== Segment start ==

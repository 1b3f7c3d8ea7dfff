// Copyright 2025 the Sapling Authors
// SPDX-License-Identifier: Apache-2.0 OR MIT

//! Sapling Graph: the persistent view-context graph behind a declarative UI.
//!
//! Applications describe their UI as immutable [`View`] values. A
//! [`ViewGraph`] mounts one context per value and keeps those contexts alive
//! across updates for as long as the value at the same position has the same
//! type:
//!
//! - [`View`], [`ViewRef`], [`AnyView`]: view descriptions and their children.
//! - [`ViewGraph`]: reconciliation, layout, drawing, hit testing and focus.
//! - [`ViewBehavior`]: the mutable per-context half, built by each view type.
//! - [`HStack`], [`VStack`], [`ZStack`], [`LayoutView`]: containers over any
//!   [`sapling_layout::Layout`].
//! - [`Button`]: a label that runs an action when pressed.
//! - [`ViewExt`]: frames, padding, priorities, environment values, drawing
//!   and gesture modifiers.
//! - [`Host`]: a cooperative frame loop with a re-entry queue for work done
//!   on other threads.
//!
//! Contexts are addressed by [`ContextId`], a generational handle. Gesture
//! recognizers hold these ids as their targets, so a torn-down context
//! invalidates its recognizers instead of leaving them dangling.
//!
//! ## Example
//!
//! ```rust
//! use kurbo::Size;
//! use sapling_graph::{Color, Conditional, GraphPath, Spacer, VStack, ViewExt, ViewGraph};
//!
//! fn body(expanded: bool) -> impl sapling_graph::View {
//!     VStack::new((
//!         Color::RED.frame(80.0, 20.0),
//!         if expanded {
//!             Conditional::First(Color::BLUE.frame(80.0, 60.0))
//!         } else {
//!             Conditional::Second(Spacer::new())
//!         },
//!     ))
//!     .spacing(0.0)
//! }
//!
//! let mut graph = ViewGraph::new();
//! graph.update(&body(false));
//! let header = graph.context_at(&GraphPath::from_indices(&[0])).unwrap();
//!
//! // Switching the branch replaces only the conditional's child.
//! let report = graph.update(&body(true));
//! assert_eq!(report.destroyed, vec![GraphPath::from_indices(&[1, 0])]);
//! assert!(graph.is_alive(header));
//!
//! graph.layout(Size::new(100.0, 100.0));
//! let frame = graph.frame(header).unwrap();
//! assert_eq!((frame.x0, frame.y0), (10.0, 10.0));
//! ```

extern crate alloc;

mod behavior;
mod button;
mod canvas;
mod config;
mod environment;
mod error;
mod event;
mod graph;
mod host;
mod id;
mod modifiers;
mod path;
pub mod resource;
mod stack;
mod view;
mod views;

pub use sapling_gesture;
pub use sapling_layout;

pub use behavior::{AttachedGesture, BodyBehavior, LayoutBehavior, NodeContext, ViewBehavior};
pub use button::Button;
pub use canvas::{Canvas, DrawCommand, RecordingCanvas};
pub use config::HostConfig;
pub use environment::{EnvironmentKey, EnvironmentValues, ForegroundColorKey, SeparatorColorKey};
pub use error::{GraphError, ResourceError};
pub use event::{Key, KeyState, KeyboardEvent};
pub use graph::{ReconcileReport, ViewGraph};
pub use host::{CancelToken, Host, UiContext, UiTask, UiTaskSender, WindowDriver, WindowEvent};
pub use id::ContextId;
pub use modifiers::{
    Background, Border, EnvironmentModifier, GestureModifier, KeyPressModifier, LayoutPriority,
    ModifiedContent, ViewExt, ViewModifier,
};
pub use path::GraphPath;
pub use resource::{DirectoryLoader, MemoryLoader, ResourceLoader};
pub use stack::{Conditional, HStack, LayoutView, VStack, ViewSequence, ZStack};
pub use view::{AnyView, BoxedView, EmptyView, View, ViewClone, ViewRef};
pub use views::{Color, DIVIDER_THICKNESS, Divider, Rectangle, Spacer};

== Segment end ==

▸ TASK TO COMPLETE
Your reply should be the number of lines in the listing above that contain "VStack", with nothing added.

▸ EXERCISE RESULT
4